Mr. and Mrs. Nakamura’s next trip was to be a tour of Europe. Mrs. Nakamura was nervous, but her husband would hear none of it.
“My wife said she didn’t want to go to Australia either. Too dangerous. Everyone hates Japanese, she worried. But we went.” He chuckled. ‘And now she wants to go back.”
“Really?” I said to her, switching over to Japanese.
“Oh yes,” she said. ‘Australians were so fun and lively. Japanese are too shy, I like lively people.”
“Like Pop,” said Yoshi.
“Yes, your father is very cheerful,” she said, using that ineffable, untranslatable, multipurpose term— genki. It is one of my favorite words in any language. It means healthy, energetic, optimistic, high-spirited, filled with life. When Japanese greet each other, it is not “How are you?” met with a hedged, “Not bad.” In Japan the question is ‘Are you genki?” and the answer is “Genki yo!” And when you part, “Stay genki!”
All languages have their blind spots. The Japanese can distinguish between this hotel and that hotel, but they cannot suggest a hotel or the hotel. English speakers can’t describe savoir faire without slipping into French, and the French can’t say hot dog without sounding silly: chien chaud.
Certain words just fit. The Americanism OK, with its many varied uses and easy-tripping rhythm, has been adopted by all but the most remote tribes in the world. Go to a bazaar in Istanbul or a village in Tierra del Fuego and you will hear native residents using okay among themselves, making it the most common word in human history.
The Japanese, meanwhile, can’t distinguish between shame and embarrassment; in Japan, to be embarrassed is to be ashamed, the two are inseparable, which may or may not signify something about the Japanese value system as a whole. Yet at the same time, the Japanese have a pair of words, wabi and sabi, which together signify the beauty of the ephemeral and the fleeting; the aesthetic of decay, asymmetrical detail and natural color, and an appreciation of the incomplete, the impermanent, the imperfect. It takes a mini-essay in English to sum up what can be said in four syllables in Japanese.

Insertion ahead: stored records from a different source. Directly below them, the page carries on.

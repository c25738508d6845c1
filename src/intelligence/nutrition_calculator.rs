// ABOUTME: Nutrition target calculation using the Mifflin-St Jeor equation
// ABOUTME: BMR, TDEE, goal-adjusted calories, BMI, and fixed-split macronutrient targets
//
// SPDX-License-Identifier: MIT OR Apache-2.0
// Copyright (c) 2025 Pierre Fitness Intelligence

//! Nutrition Target Calculator
//!
//! Turns a biometric [`Profile`] into calorie, BMI, and macro [`Targets`].
//! The computation is a pure, total function of a valid profile and a
//! [`NutritionConfig`]: no I/O, no shared state, and identical output for
//! identical input.
//!
//! # Scientific References
//!
//! - Mifflin, M.D., et al. (1990). A new predictive equation for resting energy expenditure.
//!   *American Journal of Clinical Nutrition*, 51(2), 241-247.
//!   <https://doi.org/10.1093/ajcn/51.2.241>

use crate::config::nutrition::{
    ActivityFactorsConfig, BmrConfig, EnergyDensityConfig, GoalOffsetsConfig, MacroSplit,
    NutritionConfig,
};
use diet_core::errors::{InvalidProfileError, ProfileField};
use diet_core::models::{Gender, Goal, MacroTargets, Profile, Targets};
use serde::{Deserialize, Serialize};
use std::str::FromStr;

/// Activity tier offered to users when picking an activity factor
#[derive(Debug, Clone, Copy, Serialize, Deserialize, PartialEq, Eq)]
#[serde(rename_all = "snake_case")]
pub enum ActivityLevel {
    /// Sedentary (office job)
    Sedentary,
    /// Light exercise (1-2 days/week)
    LightlyActive,
    /// Moderate exercise (3-5 days/week)
    ModeratelyActive,
    /// Heavy exercise (6-7 days/week)
    VeryActive,
    /// Athlete (training 2x/day)
    ExtraActive,
}

impl ActivityLevel {
    /// Multiplier for this tier
    #[must_use]
    pub fn factor(self, config: &ActivityFactorsConfig) -> f64 {
        match self {
            Self::Sedentary => config.sedentary,
            Self::LightlyActive => config.lightly_active,
            Self::ModeratelyActive => config.moderately_active,
            Self::VeryActive => config.very_active,
            Self::ExtraActive => config.extra_active,
        }
    }
}

impl FromStr for ActivityLevel {
    type Err = String;

    fn from_str(s: &str) -> Result<Self, Self::Err> {
        match s.trim().to_lowercase().replace('-', "_").as_str() {
            "sedentary" => Ok(Self::Sedentary),
            "light" | "lightly_active" => Ok(Self::LightlyActive),
            "moderate" | "moderately_active" => Ok(Self::ModeratelyActive),
            "heavy" | "very_active" => Ok(Self::VeryActive),
            "athlete" | "extra_active" => Ok(Self::ExtraActive),
            other => Err(format!("unknown activity level '{other}'")),
        }
    }
}

/// Check that weight, height, and age are positive
///
/// Non-finite weight or height is rejected too. Every offending field is
/// reported, in declaration order.
///
/// # Errors
///
/// Returns `InvalidProfileError` naming each field that is not positive
pub fn validate_profile(profile: &Profile) -> Result<(), InvalidProfileError> {
    let mut invalid = Vec::new();

    if !is_positive(profile.weight_kg) {
        invalid.push(ProfileField::Weight);
    }
    if !is_positive(profile.height_cm) {
        invalid.push(ProfileField::Height);
    }
    if profile.age == 0 {
        invalid.push(ProfileField::Age);
    }

    if invalid.is_empty() {
        Ok(())
    } else {
        Err(InvalidProfileError::new(invalid))
    }
}

fn is_positive(value: f64) -> bool {
    value.is_finite() && value > 0.0
}

/// Largest magnitude (kcal) an energy figure may reach and still be an exact integer
const MAX_ENERGY_KCAL: f64 = 9_007_199_254_740_991.0;

fn is_energy_in_range(kcal: f64) -> bool {
    kcal.is_finite() && kcal.abs() <= MAX_ENERGY_KCAL
}

/// Fields whose BMR term alone leaves the energy range, or both if only their sum does
fn oversized_bmr_fields(profile: &Profile, config: &BmrConfig) -> Vec<ProfileField> {
    let mut fields = Vec::new();
    if !is_energy_in_range(config.msj_weight_coef * profile.weight_kg) {
        fields.push(ProfileField::Weight);
    }
    if !is_energy_in_range(config.msj_height_coef * profile.height_cm) {
        fields.push(ProfileField::Height);
    }
    if fields.is_empty() {
        fields.extend([ProfileField::Weight, ProfileField::Height]);
    }
    fields
}

/// Calculate Basal Metabolic Rate using Mifflin-St Jeor equation (1990)
///
/// Formula: BMR = (10 x `weight_kg`) + (6.25 x `height_cm`) - (5 x age) + `gender_offset`
/// - Men: +5
/// - Women: -161
///
/// The result is left unrounded; no floor or ceiling is applied.
///
/// # Reference
/// Mifflin et al. (1990) DOI: 10.1093/ajcn/51.2.241
#[must_use]
pub fn calculate_mifflin_st_jeor(
    weight_kg: f64,
    height_cm: f64,
    age: u32,
    gender: Gender,
    config: &BmrConfig,
) -> f64 {
    let weight_component = config.msj_weight_coef * weight_kg;
    let height_component = config.msj_height_coef * height_cm;
    let age_component = config.msj_age_coef * f64::from(age);

    let gender_constant = match gender {
        Gender::Male => config.msj_male_constant,
        Gender::Female => config.msj_female_constant,
    };

    weight_component + height_component + age_component + gender_constant
}

/// Calculate Total Daily Energy Expenditure, rounded to whole kcal
///
/// Formula: TDEE = round(BMR x Activity Factor)
///
/// The factor is used as given.
#[must_use]
pub fn calculate_tdee(bmr: f64, activity_factor: f64) -> i64 {
    round_half_up(bmr * activity_factor) as i64
}

/// Daily calorie offset for a goal
#[must_use]
pub const fn goal_offset(goal: Goal, config: &GoalOffsetsConfig) -> i64 {
    match goal {
        Goal::Lose => config.lose,
        Goal::Maintain => config.maintain,
        Goal::Gain => config.gain,
    }
}

/// Calculate Body Mass Index rounded to one decimal place
///
/// Formula: BMI = `weight_kg` / (`height_cm` / 100)^2
#[must_use]
pub fn calculate_bmi(weight_kg: f64, height_cm: f64) -> f64 {
    let height_m = height_cm / 100.0;
    round_to_tenths(weight_kg / height_m.powi(2))
}

/// Convert daily calories into gram targets for a fixed split
///
/// Each value is `round((daily_calories x fraction) / kcal_per_gram)`,
/// rounded independently, so the grams converted back to calories only
/// approximate `daily_calories`.
#[must_use]
pub fn calculate_macros(
    daily_calories: i64,
    split: &MacroSplit,
    density: &EnergyDensityConfig,
) -> MacroTargets {
    let calories = daily_calories as f64;
    let grams = |fraction: f64, kcal_per_g: f64| {
        round_half_up((calories * fraction) / kcal_per_g) as i64
    };

    MacroTargets {
        carbs_grams: grams(split.carbs, density.carbs_kcal_per_g),
        protein_grams: grams(split.protein, density.protein_kcal_per_g),
        fats_grams: grams(split.fat, density.fat_kcal_per_g),
    }
}

/// Compute calorie, BMI, and macro targets for a profile
///
/// This is the main entry point combining BMR, TDEE, goal offset, BMI, and
/// macro split.
///
/// # Errors
///
/// Returns `InvalidProfileError` if weight, height, or age is not positive,
/// or if an energy figure cannot be represented as an exact whole number of
/// kcal (a BMR blamed on weight or height, a TDEE or daily total blamed on
/// the activity factor). The activity factor is otherwise used as given.
pub fn compute_targets(
    profile: &Profile,
    config: &NutritionConfig,
) -> Result<Targets, InvalidProfileError> {
    validate_profile(profile)?;

    let bmr = calculate_mifflin_st_jeor(
        profile.weight_kg,
        profile.height_cm,
        profile.age,
        profile.gender,
        &config.bmr,
    );
    if !is_energy_in_range(bmr) {
        return Err(InvalidProfileError::new(oversized_bmr_fields(
            profile,
            &config.bmr,
        )));
    }

    let out_of_range = || InvalidProfileError::new(vec![ProfileField::ActivityFactor]);
    if !is_energy_in_range(bmr * profile.activity_factor) {
        return Err(out_of_range());
    }
    let tdee = calculate_tdee(bmr, profile.activity_factor);
    let daily_calories = tdee
        .checked_add(goal_offset(profile.goal, &config.goal_offsets))
        .filter(|kcal| is_energy_in_range(*kcal as f64))
        .ok_or_else(out_of_range)?;

    Ok(Targets {
        bmr,
        tdee,
        daily_calories,
        bmi: calculate_bmi(profile.weight_kg, profile.height_cm),
        macros: calculate_macros(daily_calories, &config.macro_split, &config.energy_density),
    })
}

/// Round to the nearest integer, ties toward positive infinity
#[must_use]
pub fn round_half_up(value: f64) -> f64 {
    let floor = value.floor();
    if value - floor >= 0.5 {
        floor + 1.0
    } else {
        floor
    }
}

/// Round to one decimal using the exact decimal value of `value`
///
/// Exact ties (x.x5 representable in binary, i.e. x.25 and x.75) go to the
/// larger neighbour; everything else uses the correctly rounded decimal.
fn round_to_tenths(value: f64) -> f64 {
    let quarters = value * 4.0;
    let is_exact_tie = quarters.fract() == 0.0 && quarters.rem_euclid(2.0) == 1.0;
    if is_exact_tie {
        return (value * 10.0).ceil() / 10.0;
    }
    format!("{value:.1}").parse().unwrap_or(value)
}

#[cfg(test)]
mod tests {
    use super::*;

    fn profile(weight_kg: f64, height_cm: f64, age: u32) -> Profile {
        Profile {
            weight_kg,
            height_cm,
            age,
            gender: Gender::Male,
            activity_factor: 1.2,
            goal: Goal::Maintain,
        }
    }

    #[test]
    fn test_round_half_up_matches_ties_toward_positive() {
        assert!((round_half_up(2.5) - 3.0).abs() < f64::EPSILON);
        assert!((round_half_up(-2.5) - -2.0).abs() < f64::EPSILON);
        assert!((round_half_up(2008.5) - 2009.0).abs() < f64::EPSILON);
        assert!((round_half_up(1896.125) - 1896.0).abs() < f64::EPSILON);
    }

    #[test]
    fn test_round_to_tenths_breaks_exact_ties_upward() {
        assert!((round_to_tenths(22.25) - 22.3).abs() < f64::EPSILON);
        assert!((round_to_tenths(22.75) - 22.8).abs() < f64::EPSILON);
        // 1.45 is stored slightly below 1.45, so it is not a tie
        assert!((round_to_tenths(1.45) - 1.4).abs() < f64::EPSILON);
        assert!((round_to_tenths(22.857_142) - 22.9).abs() < f64::EPSILON);
    }

    #[test]
    fn test_validate_reports_every_bad_field() {
        let error = validate_profile(&profile(0.0, -1.0, 0)).unwrap_err();
        assert_eq!(
            error.fields(),
            &[ProfileField::Weight, ProfileField::Height, ProfileField::Age]
        );
    }

    #[test]
    fn test_validate_rejects_non_finite() {
        let error = validate_profile(&profile(f64::NAN, f64::INFINITY, 30)).unwrap_err();
        assert!(error.contains(ProfileField::Weight));
        assert!(error.contains(ProfileField::Height));
        assert!(!error.contains(ProfileField::Age));
    }

    #[test]
    fn test_energy_range_check() {
        assert!(is_energy_in_range(-MAX_ENERGY_KCAL));
        assert!(!is_energy_in_range(MAX_ENERGY_KCAL * 2.0));
        assert!(!is_energy_in_range(f64::NAN));

        let config = BmrConfig::default();
        let huge_height = Profile {
            height_cm: 1e300,
            ..profile(70.0, 175.0, 30)
        };
        assert_eq!(
            oversized_bmr_fields(&huge_height, &config),
            vec![ProfileField::Height]
        );
    }

    #[test]
    fn test_activity_level_parsing() {
        let config = ActivityFactorsConfig::default();
        let level: ActivityLevel = "lightly-active".parse().unwrap();
        assert!((level.factor(&config) - 1.375).abs() < f64::EPSILON);
        assert!("couch".parse::<ActivityLevel>().is_err());
    }
}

“My father,” said Yoshi, with the affection of a son who has given up ever trying to reform his father, “is too genki.”
“Australia was genki,” said Mrs. Nakamura. “I liked it. Very big. Very wide. And lots of koalas.”
“Enough with the koalas already,” said Yoshi.
Saké had appeared and we were exchanging drinks. “Your parents are world travelers,” I said to Yoshi.
“It is their time to travel. My mother worked as a nursing instructor at the Woman’s University in Kumamoto; my father is retired from his work at City Hall. It’s their chance.”
“We must see many countries, to see their ideas, to learn,” said Mr. Nak. “Me and my terrible wife.”
“Together?” I asked.
Mr. Nak was genuinely surprised by my question. “Of course, together,” he said. He would be lost without her, to be apart was as inconceivable as to be alone. She touched his hand gently, as you might a sleeping child’s.
Chiemi and Ayané had gone to bed and Yoshi’s eyes were at half-mast, but Mr. Nakamura was wide awake and so was I. We started in on a second round of saké. We sang a couple of songs, with Mrs. Nakamura giving a haunting rendition of a traditional ballad and with me replying with “Blue Suede Shoes.”